TP53INP1 is the direct target of miR-221. (A) The protein expression of p62, LC3, TP53INP1, p-ERK1/2, and ERK1/2 in T24 cells treated by miR-221 inhibitor and 5637 cells treated by miR-221 mimic. Glyceraldehyde-3-phosphate dehydrogenase (GAPDH) was used for normalization. (B) Schematic illustration of the sequence of hsa-miR-221 and its complementary sequence in 3′UTR of TP53INP1 mRNA, in which the letters in red represent the five nucleotides we mutated. Luciferase activity assays using luciferase reporters with wild-type TP53INP1 3′UTR (TP53INP1 WT) or mutant TP53INP1 3′UTR (TP53INP1 MUT) were performed with co-transfection of miR-221 mimics or negative control into 5637 bladder cancer (BC) cells and 293T cells. Data represent the mean ± SD of triplicates. (C–E) T24 cells were transfected with miR-221 inhibitor or Lt-TP53INP1 for 48 h.
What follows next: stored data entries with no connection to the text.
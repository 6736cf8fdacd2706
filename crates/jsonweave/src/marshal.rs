//! Value-to-JSON marshaling.
//!
//! [`Marshal`] is the single encoding entry trait. Its default [`marshal`]
//! body probes an ordered chain of capabilities (object, array, string,
//! plain text) and renders through the first one the type opts into.
//! Primitives override [`marshal`] directly; custom types usually implement
//! one capability trait plus the matching `as_*` hook.
//!
//! [`marshal`]: Marshal::marshal

use std::collections::{BTreeMap, HashMap};
use std::fmt;
use std::rc::Rc;
use std::sync::Arc;

use bstr::ByteSlice;

use crate::decorator::{ArrayWriter, Decorator, ObjectWriter};
use crate::error::EncodeError;
use crate::value::Value;

/// Options controlling text production.
#[derive(Debug, Clone, Copy)]
pub struct EncodeOptions {
    /// Maximum significant digits used when formatting floats.
    ///
    /// Default: 6. Use 17 for an exact `f64` round trip.
    pub float_precision: usize,
}

impl Default for EncodeOptions {
    fn default() -> Self {
        Self { float_precision: 6 }
    }
}

/// Renders a value as a JSON object, one member at a time.
pub trait MarshalObject {
    /// Emits the object's members through `w`.
    ///
    /// # Errors
    ///
    /// Any [`EncodeError`]; it latches in the underlying decorator.
    fn marshal_object(&self, w: &mut ObjectWriter<'_, '_>) -> Result<(), EncodeError>;
}

/// Renders a value as a JSON array, one element at a time.
pub trait MarshalArray {
    /// Emits the array's elements through `w`.
    ///
    /// # Errors
    ///
    /// Any [`EncodeError`]; it latches in the underlying decorator.
    fn marshal_array(&self, w: &mut ArrayWriter<'_, '_>) -> Result<(), EncodeError>;
}

/// Renders a value as a JSON string.
pub trait MarshalString {
    /// Produces the raw string content; quoting and escaping happen later.
    ///
    /// # Errors
    ///
    /// Any [`EncodeError`]; it latches in the underlying decorator.
    fn marshal_string(&self) -> Result<String, EncodeError>;
}

/// A value that can be rendered as JSON text.
///
/// The default [`marshal`] body dispatches over capabilities in a fixed
/// priority order: object, then array, then string, then plain text. A type
/// claiming several capabilities is rendered by the highest-priority one; a
/// type claiming none fails with [`EncodeError::UnsupportedType`].
///
/// # Examples
///
/// ```
/// use jsonweave::{EncodeError, Marshal, MarshalObject, ObjectWriter, encode};
///
/// struct Point {
///     x: f64,
///     y: f64,
/// }
///
/// impl MarshalObject for Point {
///     fn marshal_object(&self, w: &mut ObjectWriter<'_, '_>) -> Result<(), EncodeError> {
///         w.member("x", &self.x);
///         w.member("y", &self.y);
///         Ok(())
///     }
/// }
///
/// impl Marshal for Point {
///     fn as_marshal_object(&self) -> Option<&dyn MarshalObject> {
///         Some(self)
///     }
/// }
///
/// let text = encode(&Point { x: 1.0, y: 2.5 })?;
/// assert_eq!(text, r#"{"x":1,"y":2.5}"#);
/// # Ok::<(), EncodeError>(())
/// ```
///
/// [`marshal`]: Marshal::marshal
pub trait Marshal {
    /// Writes this value into the decorator.
    ///
    /// # Errors
    ///
    /// [`EncodeError::UnsupportedType`] when no capability is claimed, or
    /// whatever the selected capability returns.
    fn marshal(&self, d: &mut Decorator<'_>) -> Result<(), EncodeError> {
        if let Some(obj) = self.as_marshal_object() {
            d.object(|w| obj.marshal_object(w));
            return Ok(());
        }
        if let Some(arr) = self.as_marshal_array() {
            d.array(|w| arr.marshal_array(w));
            return Ok(());
        }
        if let Some(s) = self.as_marshal_string() {
            let content = s.marshal_string()?;
            d.string(&content);
            return Ok(());
        }
        if let Some(text) = self.as_text() {
            let mut content = String::new();
            fmt::write(&mut content, format_args!("{text}"))
                .map_err(|_| EncodeError::custom("text rendering failure"))?;
            d.string(&content);
            return Ok(());
        }
        Err(EncodeError::UnsupportedType(std::any::type_name::<Self>()))
    }

    /// Opts into rendering as a JSON object. Highest priority.
    fn as_marshal_object(&self) -> Option<&dyn MarshalObject> {
        None
    }

    /// Opts into rendering as a JSON array. Probed after object.
    fn as_marshal_array(&self) -> Option<&dyn MarshalArray> {
        None
    }

    /// Opts into rendering as a JSON string. Probed after array.
    fn as_marshal_string(&self) -> Option<&dyn MarshalString> {
        None
    }

    /// Opts into rendering the [`fmt::Display`] output as a JSON string.
    /// Lowest priority.
    fn as_text(&self) -> Option<&dyn fmt::Display> {
        None
    }
}

impl Marshal for bool {
    fn marshal(&self, d: &mut Decorator<'_>) -> Result<(), EncodeError> {
        d.boolean(*self);
        Ok(())
    }
}

macro_rules! marshal_signed {
    ($($t:ty),*) => {$(
        impl Marshal for $t {
            fn marshal(&self, d: &mut Decorator<'_>) -> Result<(), EncodeError> {
                d.integer(i128::from(*self));
                Ok(())
            }
        }
    )*};
}

macro_rules! marshal_unsigned {
    ($($t:ty),*) => {$(
        impl Marshal for $t {
            fn marshal(&self, d: &mut Decorator<'_>) -> Result<(), EncodeError> {
                d.unsigned(u128::from(*self));
                Ok(())
            }
        }
    )*};
}

marshal_signed!(i8, i16, i32, i64, i128);
marshal_unsigned!(u8, u16, u32, u64, u128);

impl Marshal for isize {
    fn marshal(&self, d: &mut Decorator<'_>) -> Result<(), EncodeError> {
        d.integer(*self as i128);
        Ok(())
    }
}

impl Marshal for usize {
    fn marshal(&self, d: &mut Decorator<'_>) -> Result<(), EncodeError> {
        d.unsigned(*self as u128);
        Ok(())
    }
}

impl Marshal for f64 {
    fn marshal(&self, d: &mut Decorator<'_>) -> Result<(), EncodeError> {
        d.float(*self);
        Ok(())
    }
}

impl Marshal for f32 {
    fn marshal(&self, d: &mut Decorator<'_>) -> Result<(), EncodeError> {
        d.float(f64::from(*self));
        Ok(())
    }
}

impl Marshal for str {
    fn marshal(&self, d: &mut Decorator<'_>) -> Result<(), EncodeError> {
        d.string(self);
        Ok(())
    }
}

impl Marshal for String {
    fn marshal(&self, d: &mut Decorator<'_>) -> Result<(), EncodeError> {
        d.string(self);
        Ok(())
    }
}

impl<T: Marshal + ?Sized> Marshal for &T {
    fn marshal(&self, d: &mut Decorator<'_>) -> Result<(), EncodeError> {
        (**self).marshal(d)
    }
}

impl<T: Marshal + ?Sized> Marshal for Box<T> {
    fn marshal(&self, d: &mut Decorator<'_>) -> Result<(), EncodeError> {
        (**self).marshal(d)
    }
}

impl<T: Marshal + ?Sized> Marshal for Rc<T> {
    fn marshal(&self, d: &mut Decorator<'_>) -> Result<(), EncodeError> {
        (**self).marshal(d)
    }
}

impl<T: Marshal + ?Sized> Marshal for Arc<T> {
    fn marshal(&self, d: &mut Decorator<'_>) -> Result<(), EncodeError> {
        (**self).marshal(d)
    }
}

/// `None` renders as `null`.
impl<T: Marshal> Marshal for Option<T> {
    fn marshal(&self, d: &mut Decorator<'_>) -> Result<(), EncodeError> {
        match self {
            Some(v) => v.marshal(d),
            None => {
                d.null();
                Ok(())
            }
        }
    }
}

impl<T: Marshal> Marshal for [T] {
    fn marshal(&self, d: &mut Decorator<'_>) -> Result<(), EncodeError> {
        d.array(|w| {
            for item in self {
                w.element(item);
                if w.failed() {
                    break;
                }
            }
            Ok(())
        });
        Ok(())
    }
}

impl<T: Marshal> Marshal for Vec<T> {
    fn marshal(&self, d: &mut Decorator<'_>) -> Result<(), EncodeError> {
        self.as_slice().marshal(d)
    }
}

impl<T: Marshal, const N: usize> Marshal for [T; N] {
    fn marshal(&self, d: &mut Decorator<'_>) -> Result<(), EncodeError> {
        self.as_slice().marshal(d)
    }
}

impl<V: Marshal> Marshal for BTreeMap<String, V> {
    fn marshal(&self, d: &mut Decorator<'_>) -> Result<(), EncodeError> {
        d.object(|w| {
            for (key, value) in self {
                w.member(key, value);
                if w.failed() {
                    break;
                }
            }
            Ok(())
        });
        Ok(())
    }
}

impl<V: Marshal, S: std::hash::BuildHasher> Marshal for HashMap<String, V, S> {
    fn marshal(&self, d: &mut Decorator<'_>) -> Result<(), EncodeError> {
        // Stable repeatable output requires sorted keys.
        let mut keys: Vec<&String> = self.keys().collect();
        keys.sort_unstable();
        d.object(|w| {
            for key in keys {
                w.member(key, &self[key]);
                if w.failed() {
                    break;
                }
            }
            Ok(())
        });
        Ok(())
    }
}

impl Marshal for Value {
    fn marshal(&self, d: &mut Decorator<'_>) -> Result<(), EncodeError> {
        match self {
            Self::Null => {
                d.null();
                Ok(())
            }
            Self::Boolean(b) => b.marshal(d),
            Self::Number(n) => n.marshal(d),
            Self::String(s) => s.marshal(d),
            Self::Array(items) => items.as_slice().marshal(d),
            Self::Object(map) => map.marshal(d),
        }
    }
}

/// Adapts a closure into an array-producing value.
///
/// # Examples
///
/// ```
/// use jsonweave::{ArrayFn, EncodeError, encode};
///
/// let squares = ArrayFn(|w: &mut jsonweave::ArrayWriter<'_, '_>| {
///     for i in 1..=3u32 {
///         w.element(&(i * i));
///     }
///     Ok(())
/// });
/// assert_eq!(encode(&squares)?, "[1,4,9]");
/// # Ok::<(), EncodeError>(())
/// ```
pub struct ArrayFn<F>(pub F);

impl<F> Marshal for ArrayFn<F>
where
    F: Fn(&mut ArrayWriter<'_, '_>) -> Result<(), EncodeError>,
{
    fn marshal(&self, d: &mut Decorator<'_>) -> Result<(), EncodeError> {
        d.array(&self.0);
        Ok(())
    }
}

/// Adapts a closure into an object-producing value.
pub struct ObjectFn<F>(pub F);

impl<F> Marshal for ObjectFn<F>
where
    F: Fn(&mut ObjectWriter<'_, '_>) -> Result<(), EncodeError>,
{
    fn marshal(&self, d: &mut Decorator<'_>) -> Result<(), EncodeError> {
        d.object(&self.0);
        Ok(())
    }
}

/// A byte slice rendered as a JSON string.
///
/// JSON strings carry text, so the bytes must be interpreted as UTF-8. The
/// default mode substitutes U+FFFD for invalid sequences; [`Bytes::strict`]
/// fails on them instead.
#[derive(Debug, Clone, Copy)]
pub struct Bytes<'a> {
    bytes: &'a [u8],
    strict: bool,
}

impl<'a> Bytes<'a> {
    /// Wraps bytes for lossy rendering: invalid UTF-8 becomes U+FFFD.
    #[must_use]
    pub fn new(bytes: &'a [u8]) -> Self {
        Self {
            bytes,
            strict: false,
        }
    }

    /// Wraps bytes for strict rendering: invalid UTF-8 is an error.
    #[must_use]
    pub fn strict(bytes: &'a [u8]) -> Self {
        Self {
            bytes,
            strict: true,
        }
    }
}

impl Marshal for Bytes<'_> {
    fn marshal(&self, d: &mut Decorator<'_>) -> Result<(), EncodeError> {
        if self.strict {
            match self.bytes.to_str() {
                Ok(s) => d.string(s),
                Err(_) => {
                    return Err(EncodeError::UnsupportedType("non-UTF-8 byte sequence"));
                }
            }
        } else {
            d.string(&self.bytes.to_str_lossy());
        }
        Ok(())
    }
}

/// Encodes a value to a JSON string with default options.
///
/// # Examples
///
/// ```
/// use jsonweave::encode;
///
/// assert_eq!(encode(&vec![1u32, 2, 3])?, "[1,2,3]");
/// # Ok::<(), jsonweave::EncodeError>(())
/// ```
///
/// # Errors
///
/// The first [`EncodeError`] raised while marshaling.
pub fn encode<T: Marshal + ?Sized>(value: &T) -> Result<String, EncodeError> {
    encode_with(value, EncodeOptions::default())
}

/// Encodes a value to a JSON string with explicit options.
///
/// # Errors
///
/// The first [`EncodeError`] raised while marshaling.
pub fn encode_with<T: Marshal + ?Sized>(
    value: &T,
    options: EncodeOptions,
) -> Result<String, EncodeError> {
    let mut out = String::new();
    encode_to(value, &mut out, options)?;
    Ok(out)
}

/// Encodes a value into any [`fmt::Write`] sink.
///
/// On error the sink may hold a partial prefix of the output; the caller is
/// expected to discard it.
///
/// # Errors
///
/// The first [`EncodeError`] raised while marshaling, including sink write
/// failures as [`EncodeError::Sink`].
pub fn encode_to<T, W>(value: &T, out: &mut W, options: EncodeOptions) -> Result<(), EncodeError>
where
    T: Marshal + ?Sized,
    W: fmt::Write,
{
    let mut decorator = Decorator::new(out, options.float_precision);
    decorator.value(value);
    decorator.into_result()
}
A portion of the cells were harvested for IB analysis (C). The other portion of cells were seeded in the upper chamber of the transwell system (D) or plated into six-well plates for 24 h, followed by wound healing assay (E). Scale bar, 50 μm (D), 100 μm (E). *p < 0.05, **p < 0.01, and ***p < 0.001.